▶ _TASK TO CARRY OUT_
Each entry shown below is to be reproduced exactly.

(Records contained in a dataset)
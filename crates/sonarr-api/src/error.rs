use thiserror::Error;

/// Top-level error type for the `sonarr-api` crate.
///
/// Covers every failure mode of the REST surface: credentials, transport,
/// non-success responses, and body decoding. `sonarr-core` maps these into
/// host-visible diagnostics.
#[derive(Debug, Error)]
pub enum Error {
    // ── Authentication ──────────────────────────────────────────────
    /// A credential could not be turned into a request header.
    #[error("Authentication setup failed: {message}")]
    Authentication { message: String },

    /// Invalid API key (rejected by the server with 401).
    #[error("Invalid API key")]
    InvalidApiKey,

    // ── Transport ───────────────────────────────────────────────────
    /// HTTP transport error (connection refused, DNS failure, etc.)
    #[error("HTTP transport error: {0}")]
    Transport(#[from] reqwest::Error),

    /// URL parsing error.
    #[error("Invalid URL: {0}")]
    InvalidUrl(#[from] url::ParseError),

    /// TLS setup or HTTP client construction error.
    #[error("TLS error: {0}")]
    Tls(String),

    // ── Server ──────────────────────────────────────────────────────
    /// Non-success status from the server, with its error body summarised.
    #[error("Sonarr API error (HTTP {status}): {message}")]
    Api { status: u16, message: String },

    // ── Data ────────────────────────────────────────────────────────
    /// JSON deserialization failed, with the raw body for debugging.
    #[error("Deserialization error: {message}")]
    Deserialization { message: String, body: String },
}

impl Error {
    /// Returns `true` if this is a "not found" error.
    pub fn is_not_found(&self) -> bool {
        match self {
            Self::Transport(e) => e.status() == Some(reqwest::StatusCode::NOT_FOUND),
            Self::Api { status: 404, .. } => true,
            _ => false,
        }
    }

    /// Returns `true` if this is a transient transport failure.
    ///
    /// Nothing retries on this today; it only feeds log context.
    pub fn is_transient(&self) -> bool {
        match self {
            Self::Transport(e) => e.is_timeout() || e.is_connect(),
            _ => false,
        }
    }

    /// HTTP status code, when the error came from a response.
    pub fn status(&self) -> Option<u16> {
        match self {
            Self::Transport(e) => e.status().map(|s| s.as_u16()),
            Self::Api { status, .. } => Some(*status),
            Self::InvalidApiKey => Some(401),
            _ => None,
        }
    }
}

▶ _PROBLEM SOLUTION_
filename crates/sonarr-api/src/error.rs
use thiserror::Error;

/// Top-level error type for the `sonarr-api` crate.
///
/// Covers every failure mode of the REST surface: credentials, transport,
/// non-success responses, and body decoding. `sonarr-core` maps these into
/// host-visible diagnostics.
#[derive(Debug, Error)]
pub enum Error {
    // ── Authentication ──────────────────────────────────────────────
    /// A credential could not be turned into a request header.
    #[error("Authentication setup failed: {message}")]
    Authentication { message: String },

    /// Invalid API key (rejected by the server with 401).
    #[error("Invalid API key")]
    InvalidApiKey,

    // ── Transport ───────────────────────────────────────────────────
    /// HTTP transport error (connection refused, DNS failure, etc.)
    #[error("HTTP transport error: {0}")]
    Transport(#[from] reqwest::Error),

    /// URL parsing error.
    #[error("Invalid URL: {0}")]
    InvalidUrl(#[from] url::ParseError),

    /// TLS setup or HTTP client construction error.
    #[error("TLS error: {0}")]
    Tls(String),

    // ── Server ──────────────────────────────────────────────────────
    /// Non-success status from the server, with its error body summarised.
    #[error("Sonarr API error (HTTP {status}): {message}")]
    Api { status: u16, message: String },

    // ── Data ────────────────────────────────────────────────────────
    /// JSON deserialization failed, with the raw body for debugging.
    #[error("Deserialization error: {message}")]
    Deserialization { message: String, body: String },
}

impl Error {
    /// Returns `true` if this is a "not found" error.
    pub fn is_not_found(&self) -> bool {
        match self {
            Self::Transport(e) => e.status() == Some(reqwest::StatusCode::NOT_FOUND),
            Self::Api { status: 404, .. } => true,
            _ => false,
        }
    }

    /// Returns `true` if this is a transient transport failure.
    ///
    /// Nothing retries on this today; it only feeds log context.
    pub fn is_transient(&self) -> bool {
        match self {
            Self::Transport(e) => e.is_timeout() || e.is_connect(),
            _ => false,
        }
    }

    /// HTTP status code, when the error came from a response.
    pub fn status(&self) -> Option<u16> {
        match self {
            Self::Transport(e) => e.status().map(|s| s.as_u16()),
            Self::Api { status, .. } => Some(*status),
            Self::InvalidApiKey => Some(401),
            _ => None,
        }
    }
}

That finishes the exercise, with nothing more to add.